Nagasaki is famous in the history of Japanese Christianity. Not only was it the site of the largest Christian church in the Orient, St. Mary’s Cathedral, but it also had the largest concentration of baptized Christians in all of Japan.

It was the city where the legendary Jesuit missionary, Francis Xavier, established a mission church in 1549, a Christian community which survived and prospered for several generations. However, soon after Xavier’s planting of Christianity in Japan, Portuguese and Spanish commercial interests began to be accurately perceived by the Japanese rulers as exploitive, and therefore the religion of the Europeans (Christianity) and their new Japanese converts became the target of brutal persecutions.

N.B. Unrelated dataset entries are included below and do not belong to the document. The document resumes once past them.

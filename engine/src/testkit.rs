//! In-memory ports for exercising the convert and cancel flows.

use std::collections::HashMap;
use std::sync::Arc;
use std::time::Duration;

use anyhow::{anyhow, bail, Result};
use async_trait::async_trait;
use engine_core::*;
use parking_lot::Mutex;
use solana_sdk::pubkey::Pubkey;
use tokio::sync::Semaphore;

/// 9-decimal base, 6-decimal quote, tick 0.01 and min size 0.01.
pub fn handle(name: &str) -> MarketHandle {
    MarketHandle {
        info: MarketInfo::new(Pubkey::new_unique(), Pubkey::new_unique(), name).unwrap(),
        base_mint: Pubkey::new_unique(),
        quote_mint: Pubkey::new_unique(),
        base_decimals: 9,
        quote_decimals: 6,
        base_vault: Pubkey::new_unique(),
        quote_vault: Pubkey::new_unique(),
        request_queue: Pubkey::new_unique(),
        event_queue: Pubkey::new_unique(),
        bids: Pubkey::new_unique(),
        asks: Pubkey::new_unique(),
        vault_signer_nonce: 0,
        base_lot_size: 10_000_000,
        quote_lot_size: 100,
        fee_rate_bps: 0,
    }
}

pub fn level(price: f64, size: f64) -> Level {
    Level {
        price,
        size,
        price_lots: 0,
        size_lots: 0,
    }
}

/// Book account bytes understood by [`MockExchange::decode_book`].
pub fn book_bytes(levels: &[Level]) -> Vec<u8> {
    serde_json::to_vec(levels).unwrap()
}

pub fn order(market: &Arc<MarketHandle>, id: u128, side: Side, price: f64, size: f64) -> Order {
    Order {
        order_id: OrderId(id),
        client_id: 0,
        side,
        price,
        size,
        open_orders: Pubkey::new_unique(),
        market: market.clone(),
        market_name: market.name().to_string(),
    }
}

pub fn token_account(mint: Pubkey, amount: u64, decimals: u8) -> TokenAccount {
    TokenAccount {
        pubkey: Pubkey::new_unique(),
        effective_mint: mint,
        amount,
        decimals,
    }
}

#[derive(Default)]
pub struct MockExchange {
    pub markets: Mutex<HashMap<Pubkey, MarketHandle>>,
    pub load_delay: Mutex<HashMap<Pubkey, Duration>>,
    pub placed: Mutex<Vec<PlaceOrderRequest>>,
    pub place_error: Mutex<Option<String>>,
    pub cancelled: Mutex<Vec<OrderId>>,
    pub cancel_error: Mutex<Option<String>>,
    /// When set, each cancel waits for one permit.
    pub cancel_gate: Option<Arc<Semaphore>>,
    pub oo_balance: Mutex<f64>,
    pub orders: Mutex<HashMap<Pubkey, Vec<Order>>>,
}

impl MockExchange {
    pub fn with_market(self, market: MarketHandle) -> Self {
        self.markets.lock().insert(market.info.address, market);
        self
    }

    pub fn delay(&self, address: Pubkey, by: Duration) {
        self.load_delay.lock().insert(address, by);
    }
}

#[async_trait]
impl ExchangeClient for MockExchange {
    async fn load_market(&self, info: &MarketInfo) -> Result<MarketHandle> {
        let delay = self.load_delay.lock().get(&info.address).copied();
        if let Some(d) = delay {
            tokio::time::sleep(d).await;
        }
        self.markets
            .lock()
            .get(&info.address)
            .cloned()
            .ok_or_else(|| anyhow!("account {} not found", info.address))
    }

    fn decode_book(&self, _market: &MarketHandle, data: &[u8]) -> Result<Vec<Level>> {
        Ok(serde_json::from_slice(data)?)
    }

    async fn place_order(
        &self,
        _market: &MarketHandle,
        request: PlaceOrderRequest,
    ) -> Result<OrderAck> {
        if let Some(e) = self.place_error.lock().clone() {
            bail!(e);
        }
        let client_order_id = request.client_order_id;
        self.placed.lock().push(request);
        Ok(OrderAck {
            signature: "sig-place".to_string(),
            open_orders: Pubkey::new_unique(),
            client_order_id,
        })
    }

    async fn cancel_order(&self, order: &Order) -> Result<String> {
        if let Some(gate) = &self.cancel_gate {
            gate.acquire().await?.forget();
        }
        if let Some(e) = self.cancel_error.lock().clone() {
            bail!(e);
        }
        self.cancelled.lock().push(order.order_id);
        Ok("sig-cancel".to_string())
    }

    async fn open_orders_balance(
        &self,
        _market: &MarketHandle,
        _owner: &Pubkey,
        _base: bool,
    ) -> Result<f64> {
        Ok(*self.oo_balance.lock())
    }

    async fn open_orders(&self, market: &MarketHandle, _owner: &Pubkey) -> Result<Vec<Order>> {
        Ok(self
            .orders
            .lock()
            .get(market.address())
            .cloned()
            .unwrap_or_default())
    }
}

#[derive(Default)]
pub struct MockAccounts {
    pub data: Mutex<HashMap<Pubkey, Vec<u8>>>,
    pub fail: Mutex<bool>,
}

impl MockAccounts {
    pub fn set(&self, address: Pubkey, data: Vec<u8>) {
        self.data.lock().insert(address, data);
    }
}

#[async_trait]
impl AccountSource for MockAccounts {
    async fn account_data(&self, address: &Pubkey) -> Result<Option<Vec<u8>>> {
        if *self.fail.lock() {
            bail!("connection refused");
        }
        Ok(self.data.lock().get(address).cloned())
    }
}

#[derive(Default)]
pub struct MockTokens {
    pub accounts: Mutex<Vec<TokenAccount>>,
}

#[async_trait]
impl TokenAccountSource for MockTokens {
    async fn token_accounts(&self, _owner: &Pubkey) -> Result<Vec<TokenAccount>> {
        Ok(self.accounts.lock().clone())
    }
}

Within 60 years of the start of Xavier’s mission church, it was a capital crime to be a Christian. The Japanese Christians who refused to recant of their beliefs suffered ostracism, torture and even crucifixions similar to the Roman persecutions in the first three centuries of Christianity. After the reign of terror was over, it appeared to all observers that Japanese Christianity had been stamped out.

However, 250 years later, in the 1850s, after the coercive gunboat diplomacy of Commodore Perry forced open an offshore island for American trade purposes, it was discovered that there were thousands of baptized Christians in Nagasaki, living their faith in a catacomb existence, completely unknown to the government - which immediately started another purge. But because of international pressure, the persecutions were soon stopped, and Nagasaki Christianity came up from the underground.

And by 1917, with no help from the government, the Japanese Christian community built the massive St. Mary’s Cathedral, in the Urakami River district of Nagasaki. Now it turned out, in the mystery of good and evil, that St. Mary’s Cathedral was one of the landmarks that the Bock’s Car bombardier had been briefed on, and looking through his bomb site over Nagasaki that day, he identified the cathedral and ordered the drop.

At 11:02 am, Nagasaki Christianity was boiled, evaporated and carbonized in a scorching, radioactive fireball. The persecuted, vibrant, faithful, surviving center of Japanese Christianity had become ground zero.

And what the Japanese Imperial government could not do in over 200 years of persecution, American Christians did in 9 seconds. The entire worshipping community of Nagasaki was wiped out.